In one case I had to say “no” to a character. I had a player make up a PC that had no motivation to adventure, and thwarted the game for a week. I had to go to the player and give his PC the hard “nope.” (I learned a great lesson. Now I simply ask the players to come up with that motivation as a hard requirement to play.)

I’ve had to give a hard “nope” at a con game when a player began a line of inquiry with a NPC that was obviously going to lead towards another player’s “line” (as in lines and veils"). I shut it down and did not explain at the table – again could not figure out how to do so w/o hitting that line.

I’ve also had to effectively say “no” when engaged in a historical/cultural RPGs – only to reinforce the themes and mores of a game. For example, running Bushido back in the 80’s or L5R in the 90’s with folks who were not yet keyed into the cultural norms of those societies.
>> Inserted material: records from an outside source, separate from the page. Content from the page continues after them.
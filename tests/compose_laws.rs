//! Property-based tests for currying, partial application and composition.
//!
//! ## Composition Laws
//! - **Associativity**: `compose!(f, compose!(g, h)) == compose!(compose!(f, g), h)`
//! - **Left Identity**: `compose!(identity, f) == f`
//! - **Right Identity**: `compose!(f, identity) == f`
//!
//! ## Curry Laws
//! - **Equivalence**: `curry(f).apply(a).apply(b).apply(c).force() == f(a, b, c)`
//! - **Split Independence**: every grouping of `apply` and `call` agrees
//!
//! ## Placeholder Laws
//! - **Hole Filling**: `partial!(f, a, __, c).call(b) == f(a, b, c)`

use functoid::compose::{Bind, compose, curry, identity};
use functoid::partial;
use proptest::prelude::*;

fn weighted(x1: i32, x2: i32, x3: i32) -> i32 {
    x1.wrapping_add(x2.wrapping_mul(2)).wrapping_add(x3.wrapping_mul(3))
}

// =============================================================================
// Composition Laws
// =============================================================================

proptest! {
    /// Left Identity Law: compose!(identity, f)(x) == f(x)
    #[test]
    fn prop_compose_left_identity(x in any::<i32>()) {
        let function = |n: i32| n.wrapping_mul(2);

        let composed = compose!(identity::<i32>, function);

        prop_assert_eq!(composed.call(x), function(x));
    }

    /// Right Identity Law: compose!(f, identity)(x) == f(x)
    #[test]
    fn prop_compose_right_identity(x in any::<i32>()) {
        let function = |n: i32| n.wrapping_mul(2);

        let composed = compose!(function, identity::<i32>);

        prop_assert_eq!(composed.call(x), function(x));
    }

    /// Associativity Law: compose!(f, compose!(g, h)) == compose!(compose!(f, g), h)
    #[test]
    fn prop_compose_associativity(x in any::<i32>()) {
        let function1 = |n: i32| n.wrapping_add(1);
        let function2 = |n: i32| n.wrapping_mul(2);
        let function3 = |n: i32| n.wrapping_sub(3);

        let inner_right = compose!(function2, function3);
        let left_associative = compose!(function1, inner_right);

        let inner_left = compose!(function1, function2);
        let right_associative = compose!(inner_left, function3);

        prop_assert_eq!(left_associative.call(x), right_associative.call(x));
    }

    /// compose(g, f).call(a, b) == g(f(a, b))
    #[test]
    fn prop_compose_with_binary_inner(a in any::<i32>(), b in any::<i32>()) {
        let inner = |first: i32, second: i32| first.wrapping_sub(second);
        let outer = |value: i32| value.wrapping_mul(3);

        let composed = compose(curry(outer), curry(inner));

        prop_assert_eq!(composed.call(a, b), outer(inner(a, b)));
        prop_assert_eq!(*composed.apply(a).apply(b).force(), outer(inner(a, b)));
    }
}

// =============================================================================
// Curry Laws
// =============================================================================

proptest! {
    /// Equivalence: applying one argument at a time agrees with a direct call.
    #[test]
    fn prop_curry_equivalence(a in any::<i32>(), b in any::<i32>(), c in any::<i32>()) {
        let curried = curry(weighted);

        prop_assert_eq!(*curried.apply(a).apply(b).apply(c).force(), weighted(a, b, c));
    }

    /// Split Independence: every way of grouping the arguments agrees.
    #[test]
    fn prop_curry_split_independence(a in any::<i32>(), b in any::<i32>(), c in any::<i32>()) {
        let curried = curry(weighted);
        let expected = weighted(a, b, c);

        prop_assert_eq!(curried.call(a, b, c), expected);
        prop_assert_eq!(curried.apply(a).call(b, c), expected);
        prop_assert_eq!(curried.apply(a).apply(b).call(c), expected);
        prop_assert_eq!(curried.call_slice(&[a, b, c]), Ok(expected));
        prop_assert_eq!(curried.clone().eager()(a, b, c), expected);
    }

    /// Binding any slot first gives the same result.
    #[test]
    fn prop_bind_slot_commutes(a in any::<i32>(), b in any::<i32>(), c in any::<i32>()) {
        let curried = curry(weighted);
        let expected = weighted(a, b, c);

        prop_assert_eq!(Bind::<0>::bind(&curried, a).call(b, c), expected);
        prop_assert_eq!(Bind::<1>::bind(&curried, b).call(a, c), expected);
        prop_assert_eq!(Bind::<2>::bind(&curried, c).call(a, b), expected);
    }
}

// =============================================================================
// Placeholder Laws
// =============================================================================

proptest! {
    /// Hole Filling: partial!(f, a, __, c).call(b) == f(a, b, c)
    #[test]
    fn prop_partial_middle_hole(a in any::<i32>(), b in any::<i32>(), c in any::<i32>()) {
        let middle_open = partial!(curry(weighted), a, __, c);

        prop_assert_eq!(middle_open.call(b), weighted(a, b, c));
        prop_assert_eq!(*middle_open.apply(b).force(), weighted(a, b, c));
    }

    /// Holes are filled left to right in their original order.
    #[test]
    fn prop_partial_outer_holes(a in any::<i32>(), b in any::<i32>(), c in any::<i32>()) {
        let outer_open = partial!(curry(weighted), __, b, __);

        prop_assert_eq!(outer_open.call(a, c), weighted(a, b, c));
    }

    /// A fully bound partial agrees with the direct call.
    #[test]
    fn prop_partial_all_bound(a in any::<i32>(), b in any::<i32>(), c in any::<i32>()) {
        let suspension = partial!(curry(weighted), a, b, c);

        prop_assert_eq!(*suspension.force(), weighted(a, b, c));
    }
}
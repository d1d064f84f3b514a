//! Write-once cache shared by [`Suspension`](super::Suspension) and the
//! tail slots of [`LazyList`](crate::persistent::LazyList).
//!
//! Without the `sync` feature the cache is a [`OnceCell`] and performs no
//! locking. With it, a [`OnceLock`] holds the value and a
//! [`parking_lot::Mutex`] serializes initializers, so exactly one of any
//! number of concurrent initializers runs. A failed or panicking initializer
//! leaves the cache empty.

#[cfg(not(feature = "sync"))]
use std::cell::OnceCell;
#[cfg(feature = "sync")]
use std::sync::OnceLock;

use std::convert::Infallible;

pub(crate) struct Memo<T> {
    #[cfg(not(feature = "sync"))]
    cell: OnceCell<T>,
    #[cfg(feature = "sync")]
    cell: OnceLock<T>,
    #[cfg(feature = "sync")]
    guard: parking_lot::Mutex<()>,
}

impl<T> Memo<T> {
    #[cfg(not(feature = "sync"))]
    pub(crate) const fn new() -> Self {
        Self {
            cell: OnceCell::new(),
        }
    }

    #[cfg(feature = "sync")]
    pub(crate) const fn new() -> Self {
        Self {
            cell: OnceLock::new(),
            guard: parking_lot::const_mutex(()),
        }
    }

    pub(crate) fn with_value(value: T) -> Self {
        let memo = Self::new();
        let _ = memo.cell.set(value);
        memo
    }

    #[inline]
    pub(crate) fn get(&self) -> Option<&T> {
        self.cell.get()
    }

    pub(crate) fn get_or_init<F: FnOnce() -> T>(&self, initializer: F) -> &T {
        match self.get_or_try_init(|| Ok::<T, Infallible>(initializer())) {
            Ok(value) => value,
            Err(never) => match never {},
        }
    }

    /// Runs `initializer` unless a value is already cached.
    ///
    /// An `Err` (or a panic) from the initializer leaves the cache empty.
    #[cfg(not(feature = "sync"))]
    pub(crate) fn get_or_try_init<E, F>(&self, initializer: F) -> Result<&T, E>
    where
        F: FnOnce() -> Result<T, E>,
    {
        if let Some(value) = self.cell.get() {
            return Ok(value);
        }
        let value = initializer()?;
        // A re-entrant initializer may have filled the cell first; keep that value.
        Ok(self.cell.get_or_init(|| value))
    }

    /// Runs `initializer` unless a value is already cached.
    ///
    /// Concurrent callers block until the running initializer finishes. An
    /// `Err` (or a panic) from the initializer leaves the cache empty and
    /// lets the next waiter try again. Re-entrant initialization of the same
    /// memo deadlocks.
    #[cfg(feature = "sync")]
    pub(crate) fn get_or_try_init<E, F>(&self, initializer: F) -> Result<&T, E>
    where
        F: FnOnce() -> Result<T, E>,
    {
        if let Some(value) = self.cell.get() {
            return Ok(value);
        }
        let _guard = self.guard.lock();
        if let Some(value) = self.cell.get() {
            return Ok(value);
        }
        let value = initializer()?;
        Ok(self.cell.get_or_init(|| value))
    }

    pub(crate) fn take(&mut self) -> Option<T> {
        self.cell.take()
    }
}

impl<T> Default for Memo<T> {
    fn default() -> Self {
        Self::new()
    }
}
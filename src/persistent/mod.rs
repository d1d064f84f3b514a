//! Persistent (immutable) lazy data structures.
//!
//! This module provides [`LazyList`], a cons-list with memoized elements and
//! on-demand tails, together with free functions in the style of a
//! functional prelude:
//!
//! - [`is_empty`], [`cons`], [`head`], [`tail`]: The basic list interface
//! - [`enum_from`]: Unbounded arithmetic progressions
//! - [`enum_from_to`]: Bounded arithmetic progressions
//!
//! # Structural Sharing
//!
//! `cons` shares the existing list as the new tail, and a generated tail is
//! cached in the node it extends. Every handle to a node observes the same
//! materialized chain.
//!
//! # Examples
//!
//! ```rust
//! use functoid::error::FunctoidError;
//! use functoid::persistent::{LazyList, cons, enum_from, head, tail};
//!
//! let list = cons(0, cons(1, cons(2, LazyList::new())));
//! assert_eq!(head(&list), Ok(&0));
//! assert_eq!(head(&tail(&list)?), Ok(&1));
//!
//! let odd = enum_from(1, 3);
//! assert_eq!(odd.nth(4), Ok(&9));
//! # Ok::<(), FunctoidError>(())
//! ```

mod functions;
mod lazy_list;

pub use functions::{cons, enum_from, enum_from_to, head, is_empty, tail};
pub use lazy_list::{Generator, LazyList, LazyListIterator, Thunk};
In some of those cases it was not a hard “no” but rather… “Your character can absolutely do that, but I’m sure your character knows that by disobeying your superior in court they will shame them publicly. Blood is likely to flow in seconds. Is that the intention of your PC?”


For me it’s about genre, for some Fantasy includes steampunk automatons and vehicles, for others it does not. So i’ve had to say No to steampunk or firearms requests and suggestions when i’ve been running a dark ages/bronze age conan sword-n-sorcery style game.

In any games you want to keep the conversation going, so you say No that’s not right for this system/setting, but you can do X or Y instead? give them some parameters - not everyone is as familiar with the genre or subgenre as you may be.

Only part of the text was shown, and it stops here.